A maggior ragione il Purgatorio ha funzionato in versione catechistica come escatologia della mediazione possibile tra peccato e salvezza finale, una scialuppa di salvataggio cui aggrapparsi anche da vivi per non naufragare nell´abisso irrevocabile, per quanti errori si siano fatti. Indubbiamente il Concilio di Trento, nel 1547, volendo arrivare a una definizione dogmatica del Purgatorio per opporsi a Lutero, preferì fulminare l´anatema su chi negava che il pentimento in vita potesse bastare a cancellare ogni debito di "pena temporale" da scontare nella vita futura "prima che gli siano aperte le porte del Regno dei Cieli". In questa declinazione identitaria, il Purgatorio non poteva che prestarsi, in mano a un clero padronale, anche ad usi che ne facevano piuttosto una macchina infernale di ricatti spirituali, oltre che degli abusi del sistema tariffario delle Indulgenze. Tuttavia la pratica pastorale ne recupera in genere la dottrina in termini di misericordia, precisamente come spazio penitenziale dell´ultima chance nell´aldilà per risparmiare ai peccatori l´immediata e inappellabile condanna del Giudizio finale alle fiamme eterne. Chiunque in questa versione potrebbe candidarsi a sperare nel successo di una domanda di grazia. A nessuno va negata la possibilità di sperare di essere almeno rimandati a ottobre.
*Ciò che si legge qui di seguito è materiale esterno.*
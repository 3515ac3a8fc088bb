//! Session layer: lifecycle, correlation, and inbound dispatch
//!
//! A session is one object per logical client connection. It owns the
//! lifecycle state machine (uninitialized → initializing → initialized), the
//! outbound-request correlation table, and the minimum-logging-level filter.
//! Two variants exist:
//!
//! - [`McpServerSession`] -- single-stream: request/response pairing happens
//!   on one channel.
//! - [`streamable::McpStreamableServerSession`] -- requests may arrive and
//!   depart on independently opened streams, requiring a redirectable
//!   "listening stream" reference plus per-request stream routing.
//!
//! Both variants dispatch inbound requests through handler maps built by the
//! server layer and expose [`ClientChannel`] so the per-call
//! [`McpServerExchange`](crate::server::exchange::McpServerExchange) can push
//! server-initiated traffic back to the client.

use std::pin::Pin;
use std::time::Duration;

use tokio::sync::watch;

use crate::error::{McpServerError, Result};
use crate::server::exchange::McpServerExchange;
use crate::types::{
    ClientCapabilities, Implementation, InitializeParams, InitializeResult, JsonRpcError,
    LoggingLevel,
};

pub mod server_session;
pub mod streamable;

pub use server_session::McpServerSession;
pub use streamable::{McpStreamableServerSession, StreamHandle};

/// Default timeout applied to session-initiated requests when the server is
/// not configured with one. Deliberately very long: the timeout is a safety
/// net against leaked pending entries, not a normal control path.
pub const DEFAULT_REQUEST_TIMEOUT: Duration = Duration::from_secs(10 * 60 * 60);

/// Convenience alias for a boxed, `Send`-safe async future.
pub type BoxFuture<'a, T> = Pin<Box<dyn std::future::Future<Output = T> + Send + 'a>>;

/// Handler for the `initialize` request, producing the negotiated result.
pub type InitRequestHandler =
    std::sync::Arc<dyn Fn(InitializeParams) -> BoxFuture<'static, Result<InitializeResult>> + Send + Sync>;

/// Handler for one inbound request method. Receives the per-call exchange
/// and the raw `params` value; returns the raw `result` value.
pub type RequestHandler = std::sync::Arc<
    dyn Fn(McpServerExchange, Option<serde_json::Value>) -> BoxFuture<'static, Result<serde_json::Value>>
        + Send
        + Sync,
>;

/// Handler for one inbound notification method.
pub type NotificationHandler = std::sync::Arc<
    dyn Fn(McpServerExchange, Option<serde_json::Value>) -> BoxFuture<'static, Result<()>>
        + Send
        + Sync,
>;

// ---------------------------------------------------------------------------
// Lifecycle phase
// ---------------------------------------------------------------------------

/// Lifecycle phase of a session. Transitions are monotonic; there is no
/// reverse edge.
#[derive(Debug, Clone, Copy, PartialEq, Eq, PartialOrd, Ord)]
pub enum SessionPhase {
    /// No `initialize` request has been seen yet.
    Uninitialized = 0,
    /// `initialize` received; waiting for `notifications/initialized`.
    Initializing = 1,
    /// Handshake complete; the exchange is published.
    Initialized = 2,
}

impl SessionPhase {
    pub(crate) fn from_u8(value: u8) -> Self {
        match value {
            2 => SessionPhase::Initialized,
            1 => SessionPhase::Initializing,
            _ => SessionPhase::Uninitialized,
        }
    }
}

// ---------------------------------------------------------------------------
// Exchange publication gate
// ---------------------------------------------------------------------------

/// Resolved-once, multi-consumer cell carrying the materialized exchange.
///
/// Non-initialize handlers await [`InitGate::wait`] before running, giving a
/// happens-before edge between handshake completion and capability-dependent
/// logic. Consumers that start waiting after publication observe the resolved
/// value immediately.
pub(crate) struct InitGate {
    tx: watch::Sender<Option<McpServerExchange>>,
}

impl InitGate {
    pub(crate) fn new() -> Self {
        let (tx, _rx) = watch::channel(None);
        Self { tx }
    }

    /// Publish the exchange. Later calls overwrite, which only happens if a
    /// client re-sends `notifications/initialized`; waiters have already
    /// observed the first value by then.
    pub(crate) fn publish(&self, exchange: McpServerExchange) {
        self.tx.send_replace(Some(exchange));
    }

    /// Wait until the exchange has been published.
    ///
    /// # Errors
    ///
    /// Fails when the session is dropped before initialization completes.
    pub(crate) async fn wait(&self) -> Result<McpServerExchange> {
        let mut rx = self.tx.subscribe();
        let guard = rx
            .wait_for(|value| value.is_some())
            .await
            .map_err(|_| {
                McpServerError::Session(
                    "session closed before initialization completed".to_string(),
                )
            })?;
        Ok(guard
            .clone()
            .expect("watch guard matched Some"))
    }
}

// ---------------------------------------------------------------------------
// Client channel
// ---------------------------------------------------------------------------

/// The session surface an exchange needs to push server-initiated traffic.
///
/// Implemented by both session variants and by the detached channel used by
/// the stateless server.
#[async_trait::async_trait]
pub trait ClientChannel: Send + Sync {
    /// Identifier of the underlying session.
    fn session_id(&self) -> String;

    /// Issue a server-initiated request and await the raw result value.
    async fn send_request_value(
        &self,
        method: &str,
        params: Option<serde_json::Value>,
    ) -> Result<serde_json::Value>;

    /// Send a notification to the client.
    async fn send_notification(
        &self,
        method: &str,
        params: Option<serde_json::Value>,
    ) -> Result<()>;

    /// Whether a log message at `level` passes the session's minimum-level
    /// filter.
    fn allows_logging(&self, level: LoggingLevel) -> bool;

    /// Update the session's minimum logging level.
    fn set_min_logging_level(&self, level: LoggingLevel);
}

// ---------------------------------------------------------------------------
// Shared helpers
// ---------------------------------------------------------------------------

/// Convert a handler failure into the JSON-RPC error surfaced to the peer.
///
/// Typed protocol errors keep their code; anything else becomes a `-32603`
/// internal error so a handler failure can never kill the session.
pub(crate) fn to_jsonrpc_error(err: &anyhow::Error) -> JsonRpcError {
    if let Some(McpServerError::Protocol { code, message }) =
        err.downcast_ref::<McpServerError>()
    {
        JsonRpcError {
            code: *code,
            message: message.clone(),
            data: None,
        }
    } else {
        JsonRpcError::internal(err.to_string())
    }
}

/// Snapshot of negotiated client identity stored by a session.
#[derive(Debug, Default)]
pub(crate) struct NegotiatedClient {
    pub capabilities: Option<ClientCapabilities>,
    pub info: Option<Implementation>,
}
impl CallToolResult {
    /// A successful result carrying one text content item.
    pub fn from_text(text: impl Into<String>) -> Self {
        Self {
            content: vec![Content::text(text)],
            is_error: Some(false),
            structured_content: None,
            meta: None,
        }
    }

    /// An error result carrying one diagnostic text content item.
    pub fn error_text(text: impl Into<String>) -> Self {
        Self {
            content: vec![Content::text(text)],
            is_error: Some(true),
            structured_content: None,
            meta: None,
        }
    }
}

// ---------------------------------------------------------------------------
// Resource types
// ---------------------------------------------------------------------------

/// Text-based resource contents.
#[derive(Debug, Clone, Serialize, Deserialize, PartialEq)]
#[serde(rename_all = "camelCase")]
pub struct TextResourceContents {
    /// Canonical URI that identifies this resource.
    pub uri: String,
    /// MIME type of the text (e.g. `"text/plain"`).
    #[serde(skip_serializing_if = "Option::is_none")]
    pub mime_type: Option<String>,
    /// The text content of the resource.
    pub text: String,
}

/// Binary (blob) resource contents, base64-encoded.
#[derive(Debug, Clone, Serialize, Deserialize, PartialEq)]
#[serde(rename_all = "camelCase")]
pub struct BlobResourceContents {
    /// Canonical URI that identifies this resource.
    pub uri: String,
    /// MIME type of the binary data (e.g. `"application/octet-stream"`).
    #[serde(skip_serializing_if = "Option::is_none")]
    pub mime_type: Option<String>,
    /// Base64-encoded binary data.
    pub blob: String,
}

/// Either text or binary resource contents.
///
/// Uses `#[serde(untagged)]` so the discriminator is presence of `"text"` vs
/// `"blob"` in the JSON object.
#[derive(Debug, Clone, Serialize, Deserialize, PartialEq)]
#[serde(untagged)]
pub enum ResourceContents {
    /// UTF-8 text resource.
    Text(TextResourceContents),
    /// Binary resource (base64-encoded blob).
    Blob(BlobResourceContents),
}

/// Metadata describing a resource exposed by the server.
///
/// A resource whose `uri` contains a `{` placeholder is treated as a
/// template: it is excluded from `resources/list` and surfaces through
/// `resources/templates/list` instead.
#[derive(Debug, Clone, Serialize, Deserialize)]
#[serde(rename_all = "camelCase")]
pub struct Resource {
    /// Canonical URI for this resource, possibly containing `{var}`
    /// placeholders.
    pub uri: String,
    /// Human-readable resource name.
    pub name: String,
    /// Optional description.
    #[serde(skip_serializing_if = "Option::is_none")]
    pub description: Option<String>,
    /// MIME type, if known.
    #[serde(skip_serializing_if = "Option::is_none")]
    pub mime_type: Option<String>,
    /// Free-form extension metadata.
    #[serde(rename = "_meta", skip_serializing_if = "Option::is_none")]
    pub meta: Option<serde_json::Value>,
}

/// A URI template for parameterized resource access.
#[derive(Debug, Clone, Serialize, Deserialize)]
#[serde(rename_all = "camelCase")]
pub struct ResourceTemplate {
    /// URI template string with `{var}` placeholders.
    pub uri_template: String,
    /// Human-readable name.
    pub name: String,
    /// Optional description.
    #[serde(skip_serializing_if = "Option::is_none")]
    pub description: Option<String>,
    /// MIME type of resources matched by this template.
    #[serde(skip_serializing_if = "Option::is_none")]
    pub mime_type: Option<String>,
}

/// Result of a `resources/list` request.
#[derive(Debug, Clone, Serialize, Deserialize)]
#[serde(rename_all = "camelCase")]
pub struct ListResourcesResult {
    /// Resources in this page (non-templated entries only).
    pub resources: Vec<Resource>,
    /// Opaque cursor for the next page; `None` means this is the last page.
    #[serde(skip_serializing_if = "Option::is_none")]
    pub next_cursor: Option<String>,
}

/// Result of a `resources/templates/list` request.
#[derive(Debug, Clone, Serialize, Deserialize)]
#[serde(rename_all = "camelCase")]
pub struct ListResourceTemplatesResult {
    /// Declared templates plus templates synthesized from templated
    /// resource registrations.
    pub resource_templates: Vec<ResourceTemplate>,
    /// Opaque cursor for the next page; `None` means this is the last page.
    #[serde(skip_serializing_if = "Option::is_none")]
    pub next_cursor: Option<String>,
}

/// Parameters for `resources/read`.
#[derive(Debug, Clone, Serialize, Deserialize)]
#[serde(rename_all = "camelCase")]
pub struct ReadResourceParams {
    /// Concrete URI of the resource to read.
    pub uri: String,
}

/// Result of a `resources/read` request.
#[derive(Debug, Clone, Serialize, Deserialize)]
#[serde(rename_all = "camelCase")]
pub struct ReadResourceResult {
    /// One or more content objects representing the resource's current state.
    pub contents: Vec<ResourceContents>,
}

/// Parameters for `resources/subscribe` and `resources/unsubscribe`.
#[derive(Debug, Clone, Serialize, Deserialize)]
#[serde(rename_all = "camelCase")]
pub struct SubscribeParams {
    /// URI of the resource to (un)subscribe.
    pub uri: String,
}

// ---------------------------------------------------------------------------
// Prompt types
// ---------------------------------------------------------------------------

/// Conversation participant role.
#[derive(Debug, Clone, Copy, Serialize, Deserialize, PartialEq, Eq)]
#[serde(rename_all = "lowercase")]
pub enum Role {
    /// A message from the human user.
    User,
    /// A message from the AI assistant.
    Assistant,
}

/// A named argument accepted by a prompt template.
#[derive(Debug, Clone, Serialize, Deserialize, PartialEq)]
#[serde(rename_all = "camelCase")]
pub struct PromptArgument {
    /// Argument name substituted into the template.
    pub name: String,
    /// Optional description.
    #[serde(skip_serializing_if = "Option::is_none")]
    pub description: Option<String>,
    /// Whether the argument must be supplied.
    #[serde(skip_serializing_if = "Option::is_none")]
    pub required: Option<bool>,
}

/// A parameterized prompt template exposed by the server.
#[derive(Debug, Clone, Serialize, Deserialize)]
#[serde(rename_all = "camelCase")]
pub struct Prompt {
    /// Unique name of the prompt within the server.
    pub name: String,
    /// Optional display title.
    #[serde(skip_serializing_if = "Option::is_none")]
    pub title: Option<String>,
    /// Optional description.
    #[serde(skip_serializing_if = "Option::is_none")]
    pub description: Option<String>,
    /// Arguments accepted by the template.
    #[serde(skip_serializing_if = "Option::is_none")]
    pub arguments: Option<Vec<PromptArgument>>,
}

/// Result of a `prompts/list` request.
#[derive(Debug, Clone, Serialize, Deserialize)]
#[serde(rename_all = "camelCase")]
pub struct ListPromptsResult {
    /// Prompts in this page of results.
    pub prompts: Vec<Prompt>,
    /// Opaque cursor for the next page; `None` means this is the last page.
    #[serde(skip_serializing_if = "Option::is_none")]
    pub next_cursor: Option<String>,
}

/// Parameters for `prompts/get`.
#[derive(Debug, Clone, Serialize, Deserialize)]
#[serde(rename_all = "camelCase")]
pub struct GetPromptParams {
    /// Name of the prompt to render.
    pub name: String,
    /// Key-value substitutions for template variables.
    #[serde(skip_serializing_if = "Option::is_none")]
    pub arguments: Option<HashMap<String, String>>,
}

/// A single message within a rendered prompt.
#[derive(Debug, Clone, Serialize, Deserialize)]
#[serde(rename_all = "camelCase")]
pub struct PromptMessage {
    /// Who speaks this message.
    pub role: Role,
    /// The message content.
    pub content: Content,
}

/// Result of a `prompts/get` request.
#[derive(Debug, Clone, Serialize, Deserialize)]
#[serde(rename_all = "camelCase")]
pub struct GetPromptResult {
    /// Optional description of the rendered prompt.
    #[serde(skip_serializing_if = "Option::is_none")]
    pub description: Option<String>,
    /// The rendered messages.
    pub messages: Vec<PromptMessage>,
}

// ---------------------------------------------------------------------------
// Completion types
// ---------------------------------------------------------------------------

/// Identifies the target of a `completion/complete` request.
///
/// Equality and hashing are by `(type, identifier)`, so the reference can
/// serve as a registry key.
///
/// # Examples
///
/// ```
/// use axon_mcp::types::CompletionReference;
///
/// let r = CompletionReference::Prompt { name: "greet".to_string() };
/// let json = serde_json::to_value(&r).unwrap();
/// assert_eq!(json["type"], "ref/prompt");
/// ```
#[derive(Debug, Clone, Serialize, Deserialize, PartialEq, Eq, Hash)]
#[serde(tag = "type")]
pub enum CompletionReference {
    /// Completion for a prompt argument.
    #[serde(rename = "ref/prompt")]
    Prompt {
        /// Name of the referenced prompt.
        name: String,
    },
    /// Completion for a resource-template variable.
    #[serde(rename = "ref/resource")]
    Resource {
        /// URI template of the referenced resource.
        uri: String,
    },
}

/// The argument being completed.
#[derive(Debug, Clone, Serialize, Deserialize)]
#[serde(rename_all = "camelCase")]
pub struct CompleteArgument {
    /// Name of the argument or template variable.
    pub name: String,
    /// The partial value typed so far.
    pub value: String,
}

/// Previously-resolved argument values supplied for context.
#[derive(Debug, Clone, Default, Serialize, Deserialize)]
#[serde(rename_all = "camelCase")]
pub struct CompleteContext {
    /// Already-resolved argument values.
    #[serde(skip_serializing_if = "Option::is_none")]
    pub arguments: Option<HashMap<String, String>>,
}

/// Parameters for `completion/complete`.
#[derive(Debug, Clone, Serialize, Deserialize)]
#[serde(rename_all = "camelCase")]
pub struct CompleteParams {
    /// The prompt or resource-template target.
    #[serde(rename = "ref")]
    pub reference: CompletionReference,
    /// The argument being completed.
    pub argument: CompleteArgument,
    /// Optional previously-resolved argument context.
    #[serde(skip_serializing_if = "Option::is_none")]
    pub context: Option<CompleteContext>,
}

/// Candidate values for a completion request.
#[derive(Debug, Clone, Default, Serialize, Deserialize)]
#[serde(rename_all = "camelCase")]
pub struct CompleteCompletion {
    /// Candidate completion values, best first.
    pub values: Vec<String>,
    /// Total number of candidates available, if known.
    #[serde(skip_serializing_if = "Option::is_none")]
    pub total: Option<i64>,
    /// Whether more candidates exist beyond `values`.
    #[serde(skip_serializing_if = "Option::is_none")]
    pub has_more: Option<bool>,
}

/// Result of a `completion/complete` request.
#[derive(Debug, Clone, Default, Serialize, Deserialize)]
#[serde(rename_all = "camelCase")]
pub struct CompleteResult {
    /// The candidate values.
    pub completion: CompleteCompletion,
}

// ---------------------------------------------------------------------------
// Logging types
// ---------------------------------------------------------------------------

/// Log message severity, based on RFC 5424 syslog levels.
///
/// The derived ordering ranks `Debug` lowest and `Emergency` highest, so a
/// session's minimum-level filter is a simple comparison.
#[derive(Debug, Clone, Copy, Serialize, Deserialize, PartialEq, Eq, PartialOrd, Ord)]
#[serde(rename_all = "lowercase")]
pub enum LoggingLevel {
    /// Detailed diagnostic information.
    Debug,
    /// General informational messages.
    Info,
    /// Normal but significant events.
    Notice,
    /// Warning conditions.
    Warning,
    /// Error conditions.
    Error,
    /// Critical conditions.
    Critical,
    /// Action must be taken immediately.
    Alert,
    /// System is unusable.
    Emergency,
}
Questa volta Ratzinger non osa mandare in discarica anche il Purgatorio. Lo riformula, lo smaterializza. Pochi quanto lui sono in grado di percepire la delicatezza di questa operazione, specialmente se investe alcune delle categorie fondamentali dell´escatologia cristiana, anche se controverse come il Purgatorio, negato da hussiti, albigesi e valdesi nel Medioevo, poi dal protestantesimo. Il rischio possibile sarebbe di rendere fragili, sotto gli aut aut dell´integralismo escatologico, quelle fonti ultime delle speranze storiche cui si sono abbeverate le ricerche di redenzione in ogni tempo di credenti e meno credenti. Senza contare l´indebolimento possibile del senso della comunione tra i vivi e i defunti, con i primi stretti ai secondi da una solidarietà così intima da poterli aiutare "con preghiere e suffragi" a scontare la pena residua, come sosteneva il Concilio di Firenze nel 1444.
«La religiosità deve rigenerarsi e trovare così nuove forme espressive e di comprensione» ha ammesso papa Ratzinger nel recente libro-intervista. La domanda è se rappresentazioni tradizionali, «formule grandi e vere e che tuttavia non trovano posto nella nostra forma mentis», potranno venire riconcepite e introiettate dal complesso corpo cattolico. Per dare il via a questa operazione il papa si serve di un Trattato di Caterina da Genova, una mistica del Quattrocento. Egli avalla la transizione da una visione spaziale, penale e materiale del fuoco purgatoriale al "fuoco interiore" della visione immateriale raggiunta dalla santa. Il valore di questo intervento sta nel tentativo di trasferire dopo oltre cinque secoli il risultato teologico di una delle grandi ma minoritarie esperienze mistiche della storia in un approccio universale del popolo dei cristiani. Con ricadute possibili anche sul dialogo con i seguaci di Lutero.